Hintergrund
Im Jahr 2024 wurde in der Gemeinde Auggen ein Pilotprojekt durchgeführt, welches in erster Linie darauf abzielt, den Anwohner:innen alles Wichtige zum Thema Tigermücke und deren Prävention zu vermitteln, damit diese im eigenen Umfeld eine effektive Reduktion von Tigermücken erzielen können.
Die Gemeinde Auggen wurde für das Pilotprojekt ausgewählt, da in einem kleinen begrenzten Ortsgebiet die Maßnahmen ausgetestet werden konnten und keine Einschleppungen von Tigermücken aus angrenzenden Siedlungsgebieten Einfluss auf die Ergebnisse nehmen konnte.
Mehr zum Projekt auch auf der Webseite der Gemeinde Auggen: https://www.auggen.de/buerger/buergerprojekte-tigermuecke/
Projektaktivitäten in 2024
- Abend-Infoveranstaltung für Anwohner:innen
- Vor-Ort-Schulungen in den Privatgärten der Anwohner:innen
- Fallenmonitoring (46 Eiablagefallen und 36 Adultfallen) zur Erfassung der Tigermückenpopulation: nach kurzer Anleitung eigenständig durch die Anwohner:innen betreut; Fallen-Auswertung durch die KABS
- Beratung der Anwohner:innen im Herbst bei Deinstallation der Fallen
- Anwohner-Befragung
Infoveranstaltung und Vor-Ort-Schulungen in den Gärten erfolgten im April zum Beginn der Tigermückensaison, sodass die Anwohner:innen optimal mit nützlichen Tipps versorgt waren. Die Ausgabe und Installation der Fallen erfolgte Mitte Juni und im 2-Wochen-Rhythmus wurde Probenmaterial im Rathaus abgegeben und von dort postalisch an die KABS gesendet.
Ergebnis des Pilotprojekts
- Durch das Monitoring stellte sich heraus, dass die Tigermücke nahezu im gesamten Ort etabliert ist.
- Ergebnisse der Fallenfänge und das subjektive Belästigungsempfinden der Anwohnenden wichen teils voneinander ab.
- Trotz der Vor-Ort-Schulung bestand in Einzelfällen noch Unklarheit über Brutstätten und Präventionsmaßnahmen.

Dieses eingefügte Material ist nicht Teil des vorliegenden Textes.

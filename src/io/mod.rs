pub mod tunnel;

use anyhow::Result;
use tokio::io::{AsyncReadExt, AsyncWriteExt};

/// A message the server reads off a client-controlled stream (SOCKS5
/// greeting, userpass sub-negotiation, relay request).
pub trait LurkRequest {
    async fn read_from<T: AsyncReadExt + Unpin>(stream: &mut T) -> Result<Self>
    where
        Self: std::marker::Sized;
}

/// A message the server writes back onto a client-controlled stream (SOCKS5
/// method selection, userpass outcome, relay reply).
pub trait LurkResponse {
    async fn write_to<T: AsyncWriteExt + Unpin>(&self, stream: &mut T) -> Result<()>;
}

- Zahlreiche Anwohnende waren sehr engagiert und wünschten sich mehr Beteiligung am Projekt.
- Vielen Anwohner:innen war klar, dass sich die Plage durch Tigermücken nur gemeinschaftlich in den Griff bekommen lässt.
- Bürgermotivation muss gestärkt werden: Es fiel vielen Anwohnenden schwer, über die ganze Saison von April bis Oktober „am Ball“ zu bleiben.
Die Fallenergebnisse zeigen, dass meist überall dort, wo Massenbrutstätten (z. B. Zisternen, Wasserfässer) nur ungenügend abgedichtet wurden, hohe Zahlen an Eiern oder adulten Tieren ermittelt werden konnten. Die Eiablagefallen standen in starker Konkurrenz zum großen Brutstättenangebot in den Privatgärten und korrelierten nicht immer mit der gemeldeten Stichbelästigung.
Ausblick für kommende Jahre
Maßnahmen zur Steigerung der Bürgermotivation sollten in der Gemeinde fokussiert werden, damit die Anwohner:innen die gesamte Saison über mit Präventionsmaßnahmen aktiv bleiben. Engagierte Anwohnende können zukünftig als Multiplikatoren fungieren und weitere Bürger:innen zur Umsetzung von Präventionsmaßnahmen bewegen.